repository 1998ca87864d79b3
use std::fmt;

use crate::game::moves::Move;

/// Result of a single round, always from the player's point of view.
#[derive(Debug, Clone, Copy, PartialEq, Eq, Hash)]
pub enum Outcome {
    PlayerWin,
    ComputerWin,
    Tie,
}

impl Outcome {
    /// The same round seen from the other side of the table.
    pub fn reversed(self) -> Outcome {
        match self {
            Outcome::PlayerWin => Outcome::ComputerWin,
            Outcome::ComputerWin => Outcome::PlayerWin,
            Outcome::Tie => Outcome::Tie,
        }
    }
}

impl fmt::Display for Outcome {
    fn fmt(&self, f: &mut fmt::Formatter<'_>) -> fmt::Result {
        let text = match self {
            Outcome::PlayerWin => "Player Wins",
            Outcome::ComputerWin => "Computer Wins",
            Outcome::Tie => "Tie",
        };
        f.write_str(text)
    }
}

/// Decides a round. Total over all nine pairs of moves.
pub fn resolve(player: Move, computer: Move) -> Outcome {
    if player == computer {
        Outcome::Tie
    } else if player.beats(computer) {
        Outcome::PlayerWin
    } else {
        Outcome::ComputerWin
    }
}

#[cfg(test)]
mod tests {
    use super::*;
    use Move::*;

    #[test]
    fn same_moves_tie() {
        for m in Move::ALL {
            assert_eq!(resolve(m, m), Outcome::Tie);
        }
    }

    #[test]
    fn winning_pairs() {
        assert_eq!(resolve(Rock, Scissors), Outcome::PlayerWin);
        assert_eq!(resolve(Paper, Rock), Outcome::PlayerWin);
        assert_eq!(resolve(Scissors, Paper), Outcome::PlayerWin);
    }

    #[test]
    fn losing_pairs() {
        assert_eq!(resolve(Scissors, Rock), Outcome::ComputerWin);
        assert_eq!(resolve(Rock, Paper), Outcome::ComputerWin);
        assert_eq!(resolve(Paper, Scissors), Outcome::ComputerWin);
    }

    #[test]
    fn swapping_sides_reverses_outcome() {
        for a in Move::ALL {
            for b in Move::ALL {
                let forward = resolve(a, b);
                let backward = resolve(b, a);
                assert_eq!(forward.reversed(), backward, "{a} vs {b}");
                if a != b {
                    assert_ne!(forward, Outcome::Tie);
                    assert_ne!(forward, backward);
                }
            }
        }
    }

    #[test]
    fn display_uses_log_text() {
        assert_eq!(Outcome::PlayerWin.to_string(), "Player Wins");
        assert_eq!(Outcome::ComputerWin.to_string(), "Computer Wins");
        assert_eq!(Outcome::Tie.to_string(), "Tie");
    }
}
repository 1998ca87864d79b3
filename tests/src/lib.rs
mod session;
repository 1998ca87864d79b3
use std::fmt;
use std::io;
use std::sync::atomic::{AtomicBool, Ordering};

use colored::*;
use tracing::field::{Field, Visit};
use tracing::{Event, Level, Subscriber};
use tracing_subscriber::EnvFilter;
use tracing_subscriber::filter::filter_fn;
use tracing_subscriber::fmt::FormatEvent;
use tracing_subscriber::fmt::format::{self, Writer};
use tracing_subscriber::prelude::*;
use tracing_subscriber::registry::LookupSpan;

use crate::terminal::print::PRINT_TARGET;

/// Set while the interactive board owns the screen.
static DIAGNOSTICS_PAUSED: AtomicBool = AtomicBool::new(false);

pub fn pause_diagnostics(paused: bool) {
    DIAGNOSTICS_PAUSED.store(paused, Ordering::Relaxed);
}

pub fn diagnostics_paused() -> bool {
    DIAGNOSTICS_PAUSED.load(Ordering::Relaxed)
}

pub struct RoshamboFormatter;

impl<S, N> FormatEvent<S, N> for RoshamboFormatter
where
    S: Subscriber + for<'a> LookupSpan<'a>,
    N: for<'a> format::FormatFields<'a> + 'static,
{
    fn format_event(
        &self,
        ctx: &tracing_subscriber::fmt::FmtContext<'_, S, N>,
        mut writer: Writer<'_>,
        event: &Event<'_>,
    ) -> std::fmt::Result {
        let meta = event.metadata();

        if meta.target() == PRINT_TARGET {
            let mut raw = RawMessage::default();
            event.record(&mut raw);
            return writeln!(writer, "{}", raw.0.unwrap_or_default());
        }

        let (symbol, color_func): (&str, fn(ColoredString) -> ColoredString) = match *meta.level() {
            Level::TRACE => ("[ ]", |s| s.dimmed()),
            Level::DEBUG => ("[?]", |s| s.blue()),
            Level::INFO => ("[+]", |s| s.green().bold()),
            Level::WARN => ("[*]", |s| s.yellow().bold()),
            Level::ERROR => ("[-]", |s| s.red().bold()),
        };

        write!(writer, "{} ", color_func(symbol.into()))?;

        ctx.field_format().format_fields(writer.by_ref(), event)?;

        writeln!(writer)
    }
}

/// Pulls the `raw_msg` field out of a print event, unquoted.
#[derive(Default)]
struct RawMessage(Option<String>);

impl Visit for RawMessage {
    fn record_str(&mut self, field: &Field, value: &str) {
        if field.name() == "raw_msg" {
            self.0 = Some(value.to_owned());
        }
    }

    fn record_debug(&mut self, field: &Field, value: &dyn fmt::Debug) {
        if field.name() == "raw_msg" {
            self.0 = Some(format!("{value:?}"));
        }
    }
}

/// User output goes to stdout untouched. Diagnostics go to stderr, filtered by
/// `RUST_LOG` or else by how many `-v` flags were given, and are dropped while
/// [`pause_diagnostics`] is on.
pub fn init_logging(verbosity: u8) {
    let default_level = match verbosity {
        0 => "warn",
        1 => "debug",
        _ => "trace",
    };
    let env_filter =
        EnvFilter::try_from_default_env().unwrap_or_else(|_| EnvFilter::new(default_level));

    let output = tracing_subscriber::fmt::layer()
        .event_format(RoshamboFormatter)
        .with_writer(io::stdout)
        .with_filter(filter_fn(|meta| meta.target() == PRINT_TARGET));

    let diagnostics = tracing_subscriber::fmt::layer()
        .event_format(RoshamboFormatter)
        .with_writer(io::stderr)
        .with_filter(filter_fn(|meta| {
            meta.target() != PRINT_TARGET && !diagnostics_paused()
        }))
        .with_filter(env_filter);

    tracing_subscriber::registry()
        .with(output)
        .with(diagnostics)
        .init();
}

#[cfg(test)]
mod tests {
    use super::*;

    #[test]
    fn pause_toggles() {
        pause_diagnostics(true);
        assert!(diagnostics_paused());
        pause_diagnostics(false);
        assert!(!diagnostics_paused());
    }
}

[AIM OF THE EXERCISE] A faithful retyping of every entry above is the task.

[ANSWER FOR THIS EXERCISE]
repository 1998ca87864d79b3
use std::fmt;

use crate::game::moves::Move;

/// Result of a single round, always from the player's point of view.
#[derive(Debug, Clone, Copy, PartialEq, Eq, Hash)]
pub enum Outcome {
    PlayerWin,
    ComputerWin,
    Tie,
}

impl Outcome {
    /// The same round seen from the other side of the table.
    pub fn reversed(self) -> Outcome {
        match self {
            Outcome::PlayerWin => Outcome::ComputerWin,
            Outcome::ComputerWin => Outcome::PlayerWin,
            Outcome::Tie => Outcome::Tie,
        }
    }
}

impl fmt::Display for Outcome {
    fn fmt(&self, f: &mut fmt::Formatter<'_>) -> fmt::Result {
        let text = match self {
            Outcome::PlayerWin => "Player Wins",
            Outcome::ComputerWin => "Computer Wins",
            Outcome::Tie => "Tie",
        };
        f.write_str(text)
    }
}

/// Decides a round. Total over all nine pairs of moves.
pub fn resolve(player: Move, computer: Move) -> Outcome {
    if player == computer {
        Outcome::Tie
    } else if player.beats(computer) {
        Outcome::PlayerWin
    } else {
        Outcome::ComputerWin
    }
}

#[cfg(test)]
mod tests {
    use super::*;
    use Move::*;

    #[test]
    fn same_moves_tie() {
        for m in Move::ALL {
            assert_eq!(resolve(m, m), Outcome::Tie);
        }
    }

    #[test]
    fn winning_pairs() {
        assert_eq!(resolve(Rock, Scissors), Outcome::PlayerWin);
        assert_eq!(resolve(Paper, Rock), Outcome::PlayerWin);
        assert_eq!(resolve(Scissors, Paper), Outcome::PlayerWin);
    }

    #[test]
    fn losing_pairs() {
        assert_eq!(resolve(Scissors, Rock), Outcome::ComputerWin);
        assert_eq!(resolve(Rock, Paper), Outcome::ComputerWin);
        assert_eq!(resolve(Paper, Scissors), Outcome::ComputerWin);
    }

    #[test]
    fn swapping_sides_reverses_outcome() {
        for a in Move::ALL {
            for b in Move::ALL {
                let forward = resolve(a, b);
                let backward = resolve(b, a);
                assert_eq!(forward.reversed(), backward, "{a} vs {b}");
                if a != b {
                    assert_ne!(forward, Outcome::Tie);
                    assert_ne!(forward, backward);
                }
            }
        }
    }

    #[test]
    fn display_uses_log_text() {
        assert_eq!(Outcome::PlayerWin.to_string(), "Player Wins");
        assert_eq!(Outcome::ComputerWin.to_string(), "Computer Wins");
        assert_eq!(Outcome::Tie.to_string(), "Tie");
    }
}
repository 1998ca87864d79b3
filename tests/src/lib.rs
mod session;
repository 1998ca87864d79b3
use std::fmt;
use std::io;
use std::sync::atomic::{AtomicBool, Ordering};

use colored::*;
use tracing::field::{Field, Visit};
use tracing::{Event, Level, Subscriber};
use tracing_subscriber::EnvFilter;
use tracing_subscriber::filter::filter_fn;
use tracing_subscriber::fmt::FormatEvent;
use tracing_subscriber::fmt::format::{self, Writer};
use tracing_subscriber::prelude::*;
use tracing_subscriber::registry::LookupSpan;

use crate::terminal::print::PRINT_TARGET;

/// Set while the interactive board owns the screen.
static DIAGNOSTICS_PAUSED: AtomicBool = AtomicBool::new(false);

pub fn pause_diagnostics(paused: bool) {
    DIAGNOSTICS_PAUSED.store(paused, Ordering::Relaxed);
}

pub fn diagnostics_paused() -> bool {
    DIAGNOSTICS_PAUSED.load(Ordering::Relaxed)
}

pub struct RoshamboFormatter;

impl<S, N> FormatEvent<S, N> for RoshamboFormatter
where
    S: Subscriber + for<'a> LookupSpan<'a>,
    N: for<'a> format::FormatFields<'a> + 'static,
{
    fn format_event(
        &self,
        ctx: &tracing_subscriber::fmt::FmtContext<'_, S, N>,
        mut writer: Writer<'_>,
        event: &Event<'_>,
    ) -> std::fmt::Result {
        let meta = event.metadata();

        if meta.target() == PRINT_TARGET {
            let mut raw = RawMessage::default();
            event.record(&mut raw);
            return writeln!(writer, "{}", raw.0.unwrap_or_default());
        }

        let (symbol, color_func): (&str, fn(ColoredString) -> ColoredString) = match *meta.level() {
            Level::TRACE => ("[ ]", |s| s.dimmed()),
            Level::DEBUG => ("[?]", |s| s.blue()),
            Level::INFO => ("[+]", |s| s.green().bold()),
            Level::WARN => ("[*]", |s| s.yellow().bold()),
            Level::ERROR => ("[-]", |s| s.red().bold()),
        };

        write!(writer, "{} ", color_func(symbol.into()))?;

        ctx.field_format().format_fields(writer.by_ref(), event)?;

        writeln!(writer)
    }
}

/// Pulls the `raw_msg` field out of a print event, unquoted.
#[derive(Default)]
struct RawMessage(Option<String>);

impl Visit for RawMessage {
    fn record_str(&mut self, field: &Field, value: &str) {
        if field.name() == "raw_msg" {
            self.0 = Some(value.to_owned());
        }
    }

    fn record_debug(&mut self, field: &Field, value: &dyn fmt::Debug) {
        if field.name() == "raw_msg" {
            self.0 = Some(format!("{value:?}"));
        }
    }
}

/// User output goes to stdout untouched. Diagnostics go to stderr, filtered by
/// `RUST_LOG` or else by how many `-v` flags were given, and are dropped while
/// [`pause_diagnostics`] is on.
pub fn init_logging(verbosity: u8) {
    let default_level = match verbosity {
        0 => "warn",
        1 => "debug",
        _ => "trace",
    };
    let env_filter =
        EnvFilter::try_from_default_env().unwrap_or_else(|_| EnvFilter::new(default_level));

    let output = tracing_subscriber::fmt::layer()
        .event_format(RoshamboFormatter)
        .with_writer(io::stdout)
        .with_filter(filter_fn(|meta| meta.target() == PRINT_TARGET));

    let diagnostics = tracing_subscriber::fmt::layer()
        .event_format(RoshamboFormatter)
        .with_writer(io::stderr)
        .with_filter(filter_fn(|meta| {
            meta.target() != PRINT_TARGET && !diagnostics_paused()
        }))
        .with_filter(env_filter);

    tracing_subscriber::registry()
        .with(output)
        .with(diagnostics)
        .init();
}

#[cfg(test)]
mod tests {
    use super::*;

    #[test]
    fn pause_toggles() {
        pause_diagnostics(true);
        assert!(diagnostics_paused());
        pause_diagnostics(false);
        assert!(!diagnostics_paused());
    }
}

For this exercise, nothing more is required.